The progression of many neurodegenerative diseases is thought to be driven by the template-directed misfolding, seeded aggregation and cell–cell transmission of characteristic disease-related proteins, leading to the sequential dissemination of pathological protein aggregates. Recent evidence strongly suggests that the anatomical connections made by neurons — in addition to the intrinsic characteristics of neurons, such as morphology and gene expression profile — determine whether they are vulnerable to degeneration in these disorders. Notably, this common pathogenic principle opens up opportunities for pursuing novel targets for therapeutic interventions for these neurodegenerative disorders. We review recent evidence that supports the notion of neuron–neuron protein propagation, with a focus on neuropathological and positron emission tomography imaging studies in humans.

At a glance

Figures

  1. Hypothetical molecular mechanisms of prion-like disease protein transmission in neurodegenerative diseases.
    Figure 1: Hypothetical molecular mechanisms of prion-like disease protein transmission in neurodegenerative diseases.

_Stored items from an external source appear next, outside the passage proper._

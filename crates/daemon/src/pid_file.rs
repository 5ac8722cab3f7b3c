// SPDX-License-Identifier: BUSL-1.1
// Copyright (c) 2026 Alfred Jean LLC

//! PID-file rendezvous (§4.1, §6): the file a second daemon or a client uses
//! to tell "already running" from "stale, safe to clean up".
//!
//! Grounded in the corpus's `crates/daemon/src/lifecycle/startup.rs`: the
//! lock is acquired on the PID file itself via `fs2::FileExt`, before any
//! other startup step, and the PID is written into that same locked file —
//! not via a separate write-then-rename, since renaming over a locked inode
//! would leave later openers looking at an unlocked replacement and defeat
//! the lock entirely. The file doubling as both the advisory lock and the
//! liveness record is the corpus's own design, kept here unchanged.

use std::fs::{File, OpenOptions};
use std::io::{Seek, SeekFrom, Write};
use std::path::{Path, PathBuf};

use fs2::FileExt;
use thiserror::Error;

#[derive(Debug, Error)]
pub enum PidFileError {
    #[error("a daemon is already running for this workspace ({0})")]
    AlreadyRunning(PathBuf),

    #[error("failed to open pid file {0}: {1}")]
    Open(PathBuf, std::io::Error),

    #[error("failed to write pid file {0}: {1}")]
    Write(PathBuf, std::io::Error),
}

/// Holds the exclusive advisory lock on a workspace's PID file for the
/// supervisor's lifetime. Acquired first, before the analyzer, the snapshot
/// manager, the watcher, or the socket (§4.7).
pub struct PidFile {
    path: PathBuf,
    file: File,
}

impl PidFile {
    /// Acquire the lock and write this process's PID. Fails immediately
    /// (never blocks) if another process already holds it.
    pub fn acquire(path: PathBuf) -> Result<Self, PidFileError> {
        let file = OpenOptions::new()
            .read(true)
            .write(true)
            .create(true)
            .open(&path)
            .map_err(|e| PidFileError::Open(path.clone(), e))?;

        file.try_lock_exclusive().map_err(|_| PidFileError::AlreadyRunning(path.clone()))?;

        let mut pid_file = Self { path, file };
        pid_file.write_pid()?;
        Ok(pid_file)
    }

    fn write_pid(&mut self) -> Result<(), PidFileError> {
        let err = |e| PidFileError::Write(self.path.clone(), e);
        self.file.set_len(0).map_err(err)?;
        self.file.seek(SeekFrom::Start(0)).map_err(err)?;
        write!(self.file, "{}", std::process::id()).map_err(err)?;
        self.file.sync_all().map_err(err)?;
        Ok(())
    }

    pub fn path(&self) -> &Path {
        &self.path
    }

    /// Delete the file from disk on clean shutdown (§4.7). The lock itself
    /// is released by the OS when `file` drops regardless of this call.
    pub fn remove(self) {
        let _ = std::fs::remove_file(&self.path);
    }
}

/// Read the PID recorded in the file at `path`, for status/debugging only —
/// liveness itself is decided by [`is_locked`], not by this value (§3
/// `DaemonStatus.pid`).
pub fn read_pid(path: &Path) -> Option<u32> {
    std::fs::read_to_string(path).ok()?.trim().parse().ok()
}

/// Whether some process currently holds the exclusive lock on the PID file
/// at `path` — the client launcher's "names a live process" check (§4.8).
/// A missing file, or one nobody holds the lock on, is reported as not
/// locked (stale or never created).
pub fn is_locked(path: &Path) -> bool {
    let file = match OpenOptions::new().read(true).write(true).create(true).open(path) {
        Ok(file) => file,
        Err(_) => return false,
    };
    match file.try_lock_exclusive() {
        Ok(()) => {
            let _ = FileExt::unlock(&file);
            false
        }
        Err(_) => true,
    }
}

#[cfg(test)]
#[path = "pid_file_tests.rs"]
mod tests;
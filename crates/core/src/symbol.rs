// SPDX-License-Identifier: BUSL-1.1
// Copyright (c) 2026 Alfred Jean LLC

//! Symbol descriptor (§3): the shaped, serializable view of an analyzer symbol.

use serde::{Deserialize, Serialize};

use crate::position::Location;

#[derive(Debug, Clone, Copy, PartialEq, Eq, Serialize, Deserialize)]
#[serde(rename_all = "snake_case")]
pub enum SymbolKind {
    Class,
    Interface,
    Struct,
    Enum,
    Method,
    Property,
    Field,
    Event,
    Namespace,
    Local,
    Parameter,
    Other,
}

#[derive(Debug, Clone, Copy, PartialEq, Eq, Serialize, Deserialize)]
#[serde(rename_all = "snake_case")]
pub enum Accessibility {
    Public,
    Private,
    Protected,
    Internal,
    ProtectedInternal,
    PrivateProtected,
}

/// `{name, kind, full_name, signature?, documentation?, containing_type?,
/// containing_namespace?, return_type?, accessibility?, modifiers, location?}` (§3).
#[derive(Debug, Clone, PartialEq, Serialize, Deserialize)]
pub struct SymbolDescriptor {
    pub name: String,
    pub kind: SymbolKind,
    pub full_name: String,
    #[serde(default, skip_serializing_if = "Option::is_none")]
    pub signature: Option<String>,
    #[serde(default, skip_serializing_if = "Option::is_none")]
    pub documentation: Option<String>,
    #[serde(default, skip_serializing_if = "Option::is_none")]
    pub containing_type: Option<String>,
    #[serde(default, skip_serializing_if = "Option::is_none")]
    pub containing_namespace: Option<String>,
    #[serde(default, skip_serializing_if = "Option::is_none")]
    pub return_type: Option<String>,
    #[serde(default, skip_serializing_if = "Option::is_none")]
    pub accessibility: Option<Accessibility>,
    #[serde(default)]
    pub modifiers: Vec<String>,
    #[serde(default, skip_serializing_if = "Option::is_none")]
    pub location: Option<Location>,
}

#[cfg(test)]
#[path = "symbol_tests.rs"]
mod tests;
use super::*;
use serial_test::serial;
use std::io::Write;

#[test]
fn read_startup_error_finds_the_error_line_after_the_marker() {
    let dir = tempfile::TempDir::new().expect("tempdir");
    let log_path = dir.path().join("rqd.log");
    let mut file = std::fs::File::create(&log_path).expect("create log");
    writeln!(file, "--- rqd: starting (pid: 111) ---").expect("write");
    writeln!(file, "ERROR failed to start rqd: failed to load workspace").expect("write");

    let message = read_startup_error(&log_path).expect("error line");
    assert_eq!(message, "failed to start rqd: failed to load workspace");
}

#[test]
fn read_startup_error_uses_the_most_recent_startup_span() {
    let dir = tempfile::TempDir::new().expect("tempdir");
    let log_path = dir.path().join("rqd.log");
    let mut file = std::fs::File::create(&log_path).expect("create log");
    writeln!(file, "--- rqd: starting (pid: 1) ---").expect("write");
    writeln!(file, "ERROR stale failure").expect("write");
    writeln!(file, "--- rqd: starting (pid: 2) ---").expect("write");
    writeln!(file, "ERROR fresh failure").expect("write");

    let message = read_startup_error(&log_path).expect("error line");
    assert_eq!(message, "fresh failure");
}

#[test]
fn read_startup_error_returns_none_without_an_error_line() {
    let dir = tempfile::TempDir::new().expect("tempdir");
    let log_path = dir.path().join("rqd.log");
    let mut file = std::fs::File::create(&log_path).expect("create log");
    writeln!(file, "--- rqd: starting (pid: 1) ---").expect("write");

    assert_eq!(read_startup_error(&log_path), None);
}

#[tokio::test]
#[serial]
async fn probe_status_reports_not_running_without_a_pid_file() {
    let dir = tempfile::TempDir::new().expect("tempdir");
    let workspace = dir.path().join("workspace");
    std::fs::create_dir_all(&workspace).expect("create workspace");

    std::env::set_var("XDG_RUNTIME_DIR", dir.path());
    let status = probe_status(&workspace).await.expect("probe");
    std::env::remove_var("XDG_RUNTIME_DIR");

    assert!(!status.running);
    assert!(!status.responsive);
    assert_eq!(status.pid, None);
}
// SPDX-License-Identifier: BUSL-1.1
// Copyright (c) 2026 Alfred Jean LLC

//! Change events emitted by the debounced watcher (§3, §4.4).

use std::path::PathBuf;

use serde::{Deserialize, Serialize};

#[derive(Debug, Clone, Copy, PartialEq, Eq, Serialize, Deserialize)]
#[serde(rename_all = "snake_case")]
pub enum ChangeKind {
    Created,
    Modified,
    Deleted,
    Renamed,
}

/// `{kind, path, old_path?}` plus the derived `full_reload` classifier (§3).
#[derive(Debug, Clone, PartialEq, Eq, Serialize, Deserialize)]
pub struct ChangeEvent {
    pub kind: ChangeKind,
    pub path: PathBuf,
    #[serde(default, skip_serializing_if = "Option::is_none")]
    pub old_path: Option<PathBuf>,
    pub full_reload: bool,
}

impl ChangeEvent {
    /// Project/solution manifest extensions trigger an immediate full reload (§4.4).
    pub fn is_manifest_path(path: &std::path::Path) -> bool {
        matches!(
            path.extension().and_then(|e| e.to_str()),
            Some("csproj") | Some("sln")
        )
    }

    pub fn new(kind: ChangeKind, path: PathBuf, old_path: Option<PathBuf>) -> Self {
        let full_reload = Self::is_manifest_path(&path)
            || old_path.as_deref().is_some_and(Self::is_manifest_path);
        Self { kind, path, old_path, full_reload }
    }
}

#[cfg(test)]
#[path = "change_tests.rs"]
mod tests;
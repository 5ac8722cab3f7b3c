// SPDX-License-Identifier: BUSL-1.1
// Copyright (c) 2026 Alfred Jean LLC

//! The workspace-loader seam: turning `.sln`/`.csproj` files (and the
//! semantic analyzer behind them) into loaded workspace state (§1 explicitly
//! out of scope; modeled here only as the interface this system consumes).

use std::collections::HashMap;
use std::path::{Path, PathBuf};
use std::sync::Arc;

use async_trait::async_trait;

use crate::error::LoadError;
use crate::snapshot::{DocumentHandle, ProjectHandle, Snapshot};

/// The unversioned result of a load, reload, or incremental edit — the
/// manager stamps a `SnapshotVersion` onto this before publishing it.
pub struct LoadedWorkspace<A> {
    pub root: PathBuf,
    pub projects: Vec<ProjectHandle>,
    pub documents: HashMap<PathBuf, DocumentHandle>,
    pub analyzer_state: Arc<A>,
}

/// Builds and incrementally updates the analyzer-backed state behind a
/// snapshot. `A` is the opaque analyzer-state type (§3 `analyzer_state`) —
/// this crate never inspects it, only carries it.
#[async_trait]
pub trait WorkspaceLoader<A>: Send + Sync
where
    A: Send + Sync + 'static,
{
    /// Parse `root` from disk and produce the first loaded workspace.
    async fn load_initial(&self, root: &Path) -> Result<LoadedWorkspace<A>, LoadError>;

    /// Re-parse `root` from disk in full (§4.4 full-reload trigger).
    async fn reload(&self, root: &Path) -> Result<LoadedWorkspace<A>, LoadError>;

    /// Replace one document's text in `current` using the analyzer's
    /// incremental-update facility. The caller has already confirmed `path`
    /// is present in `current`'s document set (§4.5 `apply_edit` no-op rule).
    async fn apply_edit(
        &self,
        current: &Snapshot<A>,
        path: &Path,
        new_text: &str,
    ) -> Result<LoadedWorkspace<A>, LoadError>;
}
// SPDX-License-Identifier: BUSL-1.1
// Copyright (c) 2026 Alfred Jean LLC

//! IPC client (§4.3): one socket, serialized requests, single-shot failure.
//!
//! The corpus's own `crates/cli/src/client.rs` wasn't retained in this pack —
//! only its call sites (`self.send(&request).await?`) survive elsewhere — so
//! this is rebuilt from the wire contract (§4.2, §4.3) rather than copied.

use std::path::{Path, PathBuf};
use std::time::Duration;

use rq_wire::{read_frame, write_frame, CodecError, Request, Response};
use thiserror::Error;
use tokio::net::UnixStream;
use tokio::sync::Mutex;

#[derive(Debug, Error)]
pub enum ClientError {
    #[error("failed to connect to daemon socket {0}: {1}")]
    Connect(PathBuf, std::io::Error),

    #[error("timed out connecting to daemon socket {0}")]
    ConnectTimeout(PathBuf),

    #[error("connection to daemon closed")]
    Closed,

    #[error("wire error: {0}")]
    Wire(#[from] CodecError),

    #[error("malformed response: {0}")]
    Decode(#[from] serde_json::Error),
}

/// One persistent connection to the daemon. Concurrent [`request`] calls are
/// serialized by an internal mutex so framing is never interleaved (§4.3).
/// A failed send closes the client: subsequent requests fail immediately with
/// [`ClientError::Closed`] rather than reopening the socket.
///
/// [`request`]: DaemonClient::request
pub struct DaemonClient {
    stream: Mutex<Option<UnixStream>>,
}

impl DaemonClient {
    /// Connect within `deadline`. Does not retry — backoff across attempts
    /// is the launcher's responsibility (§4.8), not the client's.
    pub async fn connect(socket_path: &Path, deadline: Duration) -> Result<Self, ClientError> {
        let stream = tokio::time::timeout(deadline, UnixStream::connect(socket_path))
            .await
            .map_err(|_| ClientError::ConnectTimeout(socket_path.to_path_buf()))?
            .map_err(|e| ClientError::Connect(socket_path.to_path_buf(), e))?;
        Ok(Self { stream: Mutex::new(Some(stream)) })
    }

    /// Send one request and await its response.
    pub async fn request(&self, method: &str, params: serde_json::Value) -> Result<Response, ClientError> {
        let id = nanoid::nanoid!(10);
        let request = Request::new(id, method, params);
        self.send(&request).await
    }

    async fn send(&self, request: &Request) -> Result<Response, ClientError> {
        let mut guard = self.stream.lock().await;
        let stream = guard.as_mut().ok_or(ClientError::Closed)?;

        let result = Self::exchange(stream, request).await;
        if result.is_err() {
            *guard = None;
        }
        result
    }

    async fn exchange(stream: &mut UnixStream, request: &Request) -> Result<Response, ClientError> {
        let payload = serde_json::to_vec(request)?;
        write_frame(stream, &payload).await?;

        let frame = read_frame(stream).await?.ok_or(ClientError::Closed)?;
        let response: Response = serde_json::from_slice(&frame)?;
        Ok(response)
    }

    /// Close the connection explicitly (§4.3 `close()`).
    pub async fn close(&self) {
        *self.stream.lock().await = None;
    }
}

#[cfg(test)]
#[path = "client_tests.rs"]
mod tests;
// SPDX-License-Identifier: BUSL-1.1
// Copyright (c) 2026 Alfred Jean LLC

use thiserror::Error;

/// Failures the dispatcher turns into a JSON-RPC protocol-level error
/// response, never an application-level envelope (§4.3, §4.6).
#[derive(Debug, Error)]
pub enum DispatchError {
    #[error("unknown method: {0}")]
    UnknownMethod(String),

    #[error("invalid params for {method}: {reason}")]
    InvalidParams { method: String, reason: String },
}
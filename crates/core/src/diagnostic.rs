// SPDX-License-Identifier: BUSL-1.1
// Copyright (c) 2026 Alfred Jean LLC

//! Compiler diagnostics (§3).

use serde::{Deserialize, Serialize};

use crate::position::Location;

#[derive(Debug, Clone, Copy, PartialEq, Eq, Serialize, Deserialize)]
#[serde(rename_all = "snake_case")]
pub enum Severity {
    Error,
    Warning,
    Info,
}

#[derive(Debug, Clone, PartialEq, Serialize, Deserialize)]
pub struct Diagnostic {
    pub id: String,
    pub severity: Severity,
    pub message: String,
    #[serde(default, skip_serializing_if = "Option::is_none")]
    pub location: Option<Location>,
}

#[cfg(test)]
#[path = "diagnostic_tests.rs"]
mod tests;
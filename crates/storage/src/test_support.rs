// SPDX-License-Identifier: BUSL-1.1
// Copyright (c) 2026 Alfred Jean LLC

//! Fixture `WorkspaceLoader` for this crate's own tests and for
//! `rq-engine`/`rq-adapters` tests that need a `SnapshotManager` without a
//! real analyzer.

use std::collections::HashMap;
use std::path::{Path, PathBuf};
use std::sync::Arc;

use async_trait::async_trait;
use parking_lot::Mutex;

use crate::error::LoadError;
use crate::loader::{LoadedWorkspace, WorkspaceLoader};
use crate::snapshot::{DocumentHandle, ProjectHandle, Snapshot};

/// Builds `LoadedWorkspace<A>` from an in-memory `path -> text` map and a
/// caller-supplied analyzer-state builder, so each reload can be made to
/// observe a different map (mutate it between calls via `set_documents`).
pub struct FixtureLoader<A, F>
where
    A: Send + Sync + 'static,
    F: Fn(&HashMap<PathBuf, String>) -> A + Send + Sync,
{
    root: PathBuf,
    documents: Mutex<HashMap<PathBuf, String>>,
    build_state: F,
}

impl<A, F> FixtureLoader<A, F>
where
    A: Send + Sync + 'static,
    F: Fn(&HashMap<PathBuf, String>) -> A + Send + Sync,
{
    pub fn new(root: PathBuf, documents: HashMap<PathBuf, String>, build_state: F) -> Self {
        Self { root, documents: Mutex::new(documents), build_state }
    }

    /// Replace the fixture's document map, as if a reload observed new
    /// content on disk.
    pub fn set_documents(&self, documents: HashMap<PathBuf, String>) {
        *self.documents.lock() = documents;
    }

    fn snapshot_of(&self, documents: &HashMap<PathBuf, String>) -> LoadedWorkspace<A> {
        let handles = documents
            .iter()
            .map(|(path, text)| {
                (path.clone(), DocumentHandle { path: path.clone(), text: Arc::from(text.as_str()) })
            })
            .collect();
        LoadedWorkspace {
            root: self.root.clone(),
            projects: vec![ProjectHandle { name: "Fixture".to_string(), path: self.root.clone() }],
            documents: handles,
            analyzer_state: Arc::new((self.build_state)(documents)),
        }
    }
}

#[async_trait]
impl<A, F> WorkspaceLoader<A> for FixtureLoader<A, F>
where
    A: Send + Sync + 'static,
    F: Fn(&HashMap<PathBuf, String>) -> A + Send + Sync,
{
    async fn load_initial(&self, _root: &Path) -> Result<LoadedWorkspace<A>, LoadError> {
        Ok(self.snapshot_of(&self.documents.lock()))
    }

    async fn reload(&self, _root: &Path) -> Result<LoadedWorkspace<A>, LoadError> {
        Ok(self.snapshot_of(&self.documents.lock()))
    }

    async fn apply_edit(
        &self,
        _current: &Snapshot<A>,
        path: &Path,
        new_text: &str,
    ) -> Result<LoadedWorkspace<A>, LoadError> {
        let mut documents = self.documents.lock();
        documents.insert(path.to_path_buf(), new_text.to_string());
        Ok(self.snapshot_of(&documents))
    }
}
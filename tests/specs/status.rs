//! `rq status` (§12 supplement): reports daemon presence without spawning one.

use serial_test::serial;

use crate::prelude::*;

#[test]
#[serial]
fn status_reports_not_running_for_a_workspace_with_no_daemon() {
    let ws = Workspace::single_file();

    let assert = ws.rq().arg("--json").arg("status").assert().success();
    let stdout = String::from_utf8(assert.get_output().stdout.clone()).expect("utf8 stdout");
    let status: serde_json::Value = serde_json::from_str(stdout.trim()).expect("decode json status");

    assert_eq!(status["running"], serde_json::json!(false));
    assert_eq!(status["responsive"], serde_json::json!(false));
    assert!(status.get("pid").is_none());
}

#[test]
#[serial]
fn status_reports_running_and_responsive_once_a_query_has_spawned_a_daemon() {
    let ws = Workspace::single_file();

    ws.rq().arg("ping").assert().success();

    let assert = ws.rq().arg("--json").arg("status").assert().success();
    let stdout = String::from_utf8(assert.get_output().stdout.clone()).expect("utf8 stdout");
    let status: serde_json::Value = serde_json::from_str(stdout.trim()).expect("decode json status");

    assert_eq!(status["running"], serde_json::json!(true));
    assert_eq!(status["responsive"], serde_json::json!(true));
    assert!(status["pid"].as_u64().is_some());

    ws.rq().arg("shutdown").assert().success();
}
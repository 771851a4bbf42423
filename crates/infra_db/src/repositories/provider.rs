//! Provider repository

use sqlx::{FromRow, PgPool};
use uuid::Uuid;

use core_kernel::ProviderId;
use domain_billing::Provider;

use crate::error::DatabaseError;

/// Database row of the `providers` table
#[derive(Debug, Clone, FromRow)]
pub struct ProviderRow {
    pub provider_id: Uuid,
    pub name: String,
    pub address: String,
    pub tax_id: String,
}

impl From<ProviderRow> for Provider {
    fn from(row: ProviderRow) -> Self {
        Provider {
            id: ProviderId::from(row.provider_id),
            name: row.name,
            address: row.address,
            tax_id: row.tax_id,
        }
    }
}

/// Repository for providers
#[derive(Debug, Clone)]
pub struct ProviderRepository {
    pool: PgPool,
}

impl ProviderRepository {
    pub fn new(pool: PgPool) -> Self {
        Self { pool }
    }

    pub async fn insert(&self, provider: &Provider) -> Result<(), DatabaseError> {
        sqlx::query(
            r#"
            INSERT INTO providers (provider_id, name, address, tax_id)
            VALUES ($1, $2, $3, $4)
            "#,
        )
        .bind(*provider.id.as_uuid())
        .bind(&provider.name)
        .bind(&provider.address)
        .bind(&provider.tax_id)
        .execute(&self.pool)
        .await?;

        Ok(())
    }

    pub async fn update(&self, provider: &Provider) -> Result<(), DatabaseError> {
        let result = sqlx::query(
            r#"
            UPDATE providers
            SET name = $2, address = $3, tax_id = $4
            WHERE provider_id = $1
            "#,
        )
        .bind(*provider.id.as_uuid())
        .bind(&provider.name)
        .bind(&provider.address)
        .bind(&provider.tax_id)
        .execute(&self.pool)
        .await?;

        if result.rows_affected() == 0 {
            return Err(DatabaseError::not_found("Provider", provider.id));
        }
        Ok(())
    }

    pub async fn get(&self, id: Uuid) -> Result<Option<ProviderRow>, DatabaseError> {
        let row = sqlx::query_as::<_, ProviderRow>(
            r#"
            SELECT provider_id, name, address, tax_id
            FROM providers
            WHERE provider_id = $1
            "#,
        )
        .bind(id)
        .fetch_optional(&self.pool)
        .await?;

        Ok(row)
    }

    pub async fn list(&self) -> Result<Vec<ProviderRow>, DatabaseError> {
        let rows = sqlx::query_as::<_, ProviderRow>(
            r#"
            SELECT provider_id, name, address, tax_id
            FROM providers
            ORDER BY provider_id
            "#,
        )
        .fetch_all(&self.pool)
        .await?;

        Ok(rows)
    }

    /// Deletes the provider; its barrels cascade
    ///
    /// Invoices and invoice lines restrict the delete, which surfaces as
    /// `DatabaseError::ForeignKeyViolation`.
    pub async fn delete(&self, id: Uuid) -> Result<bool, DatabaseError> {
        let result = sqlx::query("DELETE FROM providers WHERE provider_id = $1")
            .bind(id)
            .execute(&self.pool)
            .await?;

        Ok(result.rows_affected() > 0)
    }
}
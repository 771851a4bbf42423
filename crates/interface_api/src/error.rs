//! API error handling

use axum::{
    http::StatusCode,
    response::{IntoResponse, Response},
    Json,
};
use serde::Serialize;
use thiserror::Error;
use tracing::error;

use domain_billing::BillingError;

/// API error types
#[derive(Debug, Error)]
pub enum ApiError {
    #[error("Not found: {0}")]
    NotFound(String),

    #[error("Bad request: {0}")]
    BadRequest(String),

    /// An invoice line request broke a billing rule
    #[error("{message}")]
    Rejected { code: &'static str, message: String },

    #[error("Conflict: {0}")]
    Conflict(String),

    #[error("Validation error: {0}")]
    Validation(String),

    #[error("Service unavailable: {0}")]
    Unavailable(String),

    #[error("Internal server error: {0}")]
    Internal(String),
}

/// Error response body
#[derive(Debug, Serialize)]
pub struct ErrorResponse {
    pub error: String,
    pub message: String,
}

impl IntoResponse for ApiError {
    fn into_response(self) -> Response {
        let (status, error_type, message) = match self {
            ApiError::NotFound(msg) => (StatusCode::NOT_FOUND, "not_found", msg),
            ApiError::BadRequest(msg) => (StatusCode::BAD_REQUEST, "bad_request", msg),
            ApiError::Rejected { code, message } => (StatusCode::BAD_REQUEST, code, message),
            ApiError::Conflict(msg) => (StatusCode::CONFLICT, "conflict", msg),
            ApiError::Validation(msg) => (StatusCode::UNPROCESSABLE_ENTITY, "validation_error", msg),
            ApiError::Unavailable(msg) => (StatusCode::SERVICE_UNAVAILABLE, "unavailable", msg),
            ApiError::Internal(msg) => (StatusCode::INTERNAL_SERVER_ERROR, "internal_error", msg),
        };

        let body = ErrorResponse {
            error: error_type.to_string(),
            message,
        };

        (status, Json(body)).into_response()
    }
}

impl From<BillingError> for ApiError {
    fn from(err: BillingError) -> Self {
        if let Some(kind) = err.rejection_kind() {
            return ApiError::Rejected {
                code: kind.code(),
                message: err.to_string(),
            };
        }

        match err {
            e @ (BillingError::ProviderNotFound(_)
            | BillingError::BarrelNotFound(_)
            | BillingError::InvoiceNotFound(_)) => ApiError::NotFound(e.to_string()),
            BillingError::Validation(msg) => ApiError::Validation(msg),
            BillingError::Conflict(msg) => ApiError::Conflict(msg),
            BillingError::Store(e) if e.is_not_found() => ApiError::NotFound(e.to_string()),
            BillingError::Store(e) if e.is_transient() => {
                error!("Ledger store unavailable: {}", e);
                ApiError::Unavailable("ledger store unavailable".to_string())
            }
            other => {
                error!("Request failed: {}", other);
                ApiError::Internal("internal error".to_string())
            }
        }
    }
}

impl From<validator::ValidationErrors> for ApiError {
    fn from(errors: validator::ValidationErrors) -> Self {
        ApiError::Validation(errors.to_string())
    }
}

    In template-directed misfolding, the deposited pathological disease proteins are transformed from their normal conformation, via intermediates, into fibrillar species. These species have the properties of amyloid (for instance, a fibrillar ultrastructure that consists of sheets of β-strands) and serve as templates to drive normal physiological versions of the protein to adopt similar structural alterations13. In a self-perpetuating process, the progressive seeded aggregation of conformationally changed proteins results in intracellular aggregates that fragment into 'daughter seeds'. Finally, in cell–cell transmission, pathological proteins spread to anatomically interconnected neurons and adjacent glial cells via an autocatalytic chain-reaction-like process11.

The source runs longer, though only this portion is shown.